[Saved data entries]
-=-=-
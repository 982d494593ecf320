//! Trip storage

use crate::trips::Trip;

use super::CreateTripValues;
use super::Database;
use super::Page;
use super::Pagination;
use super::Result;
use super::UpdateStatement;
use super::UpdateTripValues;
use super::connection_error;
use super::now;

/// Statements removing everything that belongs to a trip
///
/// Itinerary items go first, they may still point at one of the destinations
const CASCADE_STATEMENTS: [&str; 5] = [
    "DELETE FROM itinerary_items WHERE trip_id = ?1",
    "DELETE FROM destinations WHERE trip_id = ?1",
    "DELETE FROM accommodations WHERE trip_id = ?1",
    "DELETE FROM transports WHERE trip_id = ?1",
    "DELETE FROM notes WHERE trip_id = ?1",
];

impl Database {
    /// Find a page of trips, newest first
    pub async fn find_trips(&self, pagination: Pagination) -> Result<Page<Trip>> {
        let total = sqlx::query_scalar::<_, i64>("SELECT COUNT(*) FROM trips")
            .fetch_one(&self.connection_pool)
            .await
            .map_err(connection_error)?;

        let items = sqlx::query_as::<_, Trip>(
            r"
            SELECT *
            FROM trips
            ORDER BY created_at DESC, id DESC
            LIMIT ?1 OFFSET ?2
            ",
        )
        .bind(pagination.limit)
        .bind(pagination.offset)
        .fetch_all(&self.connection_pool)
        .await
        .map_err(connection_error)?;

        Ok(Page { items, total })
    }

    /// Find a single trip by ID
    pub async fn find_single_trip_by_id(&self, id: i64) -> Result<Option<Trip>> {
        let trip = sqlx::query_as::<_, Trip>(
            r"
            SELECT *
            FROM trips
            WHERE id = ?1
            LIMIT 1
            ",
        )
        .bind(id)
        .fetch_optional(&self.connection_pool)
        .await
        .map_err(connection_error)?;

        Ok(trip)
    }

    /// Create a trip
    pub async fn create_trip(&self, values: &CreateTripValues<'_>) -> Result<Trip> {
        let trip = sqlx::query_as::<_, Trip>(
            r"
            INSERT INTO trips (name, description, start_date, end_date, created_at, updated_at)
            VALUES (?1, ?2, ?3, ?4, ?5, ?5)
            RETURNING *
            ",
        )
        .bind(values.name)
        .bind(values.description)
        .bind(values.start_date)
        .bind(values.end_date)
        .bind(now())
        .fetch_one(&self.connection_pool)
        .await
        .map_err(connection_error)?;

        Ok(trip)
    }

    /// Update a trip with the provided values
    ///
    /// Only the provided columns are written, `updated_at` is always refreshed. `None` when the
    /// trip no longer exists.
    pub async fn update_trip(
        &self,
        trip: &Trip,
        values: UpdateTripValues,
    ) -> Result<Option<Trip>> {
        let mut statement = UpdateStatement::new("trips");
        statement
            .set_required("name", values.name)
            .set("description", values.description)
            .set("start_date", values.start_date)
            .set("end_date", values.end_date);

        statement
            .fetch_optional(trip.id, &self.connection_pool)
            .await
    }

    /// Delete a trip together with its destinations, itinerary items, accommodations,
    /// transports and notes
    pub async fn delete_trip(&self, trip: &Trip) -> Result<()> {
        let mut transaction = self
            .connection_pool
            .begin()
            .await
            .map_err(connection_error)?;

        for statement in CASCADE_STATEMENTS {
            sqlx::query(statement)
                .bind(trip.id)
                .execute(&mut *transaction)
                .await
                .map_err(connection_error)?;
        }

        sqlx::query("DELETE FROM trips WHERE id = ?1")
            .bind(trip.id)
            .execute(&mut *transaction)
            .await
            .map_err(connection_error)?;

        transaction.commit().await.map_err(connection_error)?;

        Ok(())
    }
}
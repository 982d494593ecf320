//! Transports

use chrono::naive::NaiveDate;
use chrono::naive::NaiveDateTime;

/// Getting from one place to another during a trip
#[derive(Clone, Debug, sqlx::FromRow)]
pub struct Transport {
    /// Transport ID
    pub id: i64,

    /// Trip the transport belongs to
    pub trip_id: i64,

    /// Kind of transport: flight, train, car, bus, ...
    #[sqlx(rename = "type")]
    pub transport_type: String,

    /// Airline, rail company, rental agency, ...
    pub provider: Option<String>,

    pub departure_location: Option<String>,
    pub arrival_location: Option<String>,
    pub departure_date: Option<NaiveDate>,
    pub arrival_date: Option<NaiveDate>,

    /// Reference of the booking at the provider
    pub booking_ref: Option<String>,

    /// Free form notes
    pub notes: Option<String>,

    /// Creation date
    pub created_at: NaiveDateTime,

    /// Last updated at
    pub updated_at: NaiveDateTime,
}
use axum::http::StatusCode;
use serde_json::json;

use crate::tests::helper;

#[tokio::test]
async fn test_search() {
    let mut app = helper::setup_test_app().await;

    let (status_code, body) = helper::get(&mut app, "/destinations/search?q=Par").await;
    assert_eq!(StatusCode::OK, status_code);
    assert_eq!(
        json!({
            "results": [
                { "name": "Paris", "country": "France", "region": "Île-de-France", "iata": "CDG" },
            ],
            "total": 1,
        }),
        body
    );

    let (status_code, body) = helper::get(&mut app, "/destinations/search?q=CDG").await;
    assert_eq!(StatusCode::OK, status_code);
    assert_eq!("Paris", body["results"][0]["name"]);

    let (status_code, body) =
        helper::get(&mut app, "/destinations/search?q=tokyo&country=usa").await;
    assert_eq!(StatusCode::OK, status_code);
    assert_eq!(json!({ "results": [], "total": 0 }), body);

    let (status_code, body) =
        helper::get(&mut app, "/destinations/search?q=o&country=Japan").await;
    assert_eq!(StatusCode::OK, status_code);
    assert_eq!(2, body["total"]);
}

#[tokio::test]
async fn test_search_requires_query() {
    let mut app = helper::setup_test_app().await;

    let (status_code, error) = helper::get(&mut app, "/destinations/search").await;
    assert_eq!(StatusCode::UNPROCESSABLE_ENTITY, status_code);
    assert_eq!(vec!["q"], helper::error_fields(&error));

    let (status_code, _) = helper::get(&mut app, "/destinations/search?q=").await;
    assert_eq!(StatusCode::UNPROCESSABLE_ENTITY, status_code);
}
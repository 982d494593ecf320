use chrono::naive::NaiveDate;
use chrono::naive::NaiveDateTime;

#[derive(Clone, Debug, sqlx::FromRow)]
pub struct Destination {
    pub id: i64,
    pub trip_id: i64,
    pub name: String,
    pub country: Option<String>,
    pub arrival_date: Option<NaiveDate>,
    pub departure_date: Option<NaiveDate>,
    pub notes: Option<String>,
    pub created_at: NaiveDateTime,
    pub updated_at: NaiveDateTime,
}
-=-=-
▸ PROBLEM DETAILS:
Please return all lines from the records that hold the word "total".

▸ EXPECTED ANSWER:
        let total = sqlx::query_scalar::<_, i64>("SELECT COUNT(*) FROM trips")
        Ok(Page { items, total })
            "total": 1,
    assert_eq!(json!({ "results": [], "total": 0 }), body);
    assert_eq!(2, body["total"]);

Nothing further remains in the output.